Venture capitalists invested nearly $38 million in 14 deals with Michigan-based companies in the first quarter of the year, according to the MoneyTree Report, released today by PricewaterhouseCoopers LLP and the National Venture Capital Association.
The report, based on data from Thomson Reuters, found that nearly half of those investment dollars involved software projects.
“Clearly, software is the area where most of the dollars are going,” says Mark McCaffrey, global software leader and technology partner at PwC, which operates a practice in downtown Detroit. “We saw that in 2013, and 2014 is continuing that trend.”
There are a couple of qualities about the software industry that promote that trend, McCaffrey says. “For one, the window to an equity event in the software industry is shortened, whether it’s an IPO or a (M&A) deal. With a short window, a high ROI (can occur) when that event happens, and (it being) a low capital intensive industry, it just seems to be attracting a lot of dollars.”
Software impacts many different industries, McCaffrey adds. “You’re talking about software related to health care, software related to security, software related to mobile advertising. Software, in and of itself, is a very general category, but it hits so many other industries and provides so much value across all of those industries,” he says.
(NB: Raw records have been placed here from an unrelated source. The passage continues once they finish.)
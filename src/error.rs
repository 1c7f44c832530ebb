use thiserror::Error;

#[derive(Error, Debug)]
pub enum StatsError {
    #[error("IO Error: {0}")]
    Io(#[from] std::io::Error),

    #[error("JSON Parsing Error: {0}")]
    Json(#[from] serde_json::Error),

    #[error("Transport Error: {0}")]
    Transport(#[source] reqwest::Error),

    #[error("HTTP {status} from {url}")]
    Status { status: u16, url: String },

    #[error("Malformed payload from {url}: {source}")]
    Decode {
        url: String,
        #[source]
        source: reqwest::Error,
    },

    #[error("Invalid URL: {0}")]
    Url(String),

    #[error("Configuration Error: {0}")]
    Config(String),
}

impl StatsError {
    /// Whether a retry has a chance of succeeding.
    pub fn is_transient(&self) -> bool {
        match self {
            StatsError::Transport(e) => e.is_timeout() || e.is_connect() || e.is_request(),
            StatsError::Status { status, .. } => {
                matches!(status, 408 | 429 | 500 | 502 | 503 | 504)
            }
            _ => false,
        }
    }

    pub fn is_not_found(&self) -> bool {
        matches!(self, StatsError::Status { status: 404, .. })
    }
}

pub type StatsResult<T> = Result<T, StatsError>;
The diversity can be seen in Michigan, where last quarter investors supported two early stage companies: Ann Arbor-based Larky Inc., which offers an app that helps consumers manage discounts and coupons for retailers; and Detroit-based UpTo Inc., an app that allows users to feed event streams to their calendars.
NeuMoDx Molecular Inc. in Ann Arbor secured the largest deal last quarter, with five investors providing nearly $11 million to support the development of a platform for molecular testing in hospital and clinical reference laboratories.
On a national level, venture capitalists invested $9.4 billion in 951 deals in the first quarter. While investment activity rose 12 percent from the previous quarter in terms of dollars, it fell 14 percent in the number of deals. There were also more investments in expansion-stage companies, while there were fewer capital requests from firms seeking seed and early stage funding, says Bobby Franklin, President and CEO of NVCA.
“This was to be expected when you consider the domination by seed and early stage deals in 2012 and 2013,” Franklin says. “Because these companies are now moving to the next stage of their maturing process, the investment rounds tend to be bigger, which explains why the numbers are trending toward the later stages of the investment calendar. To be sure, the spring thaw of the exit markets is providing some firms with new life, but overall capital remains constrained for most venture capital firms.”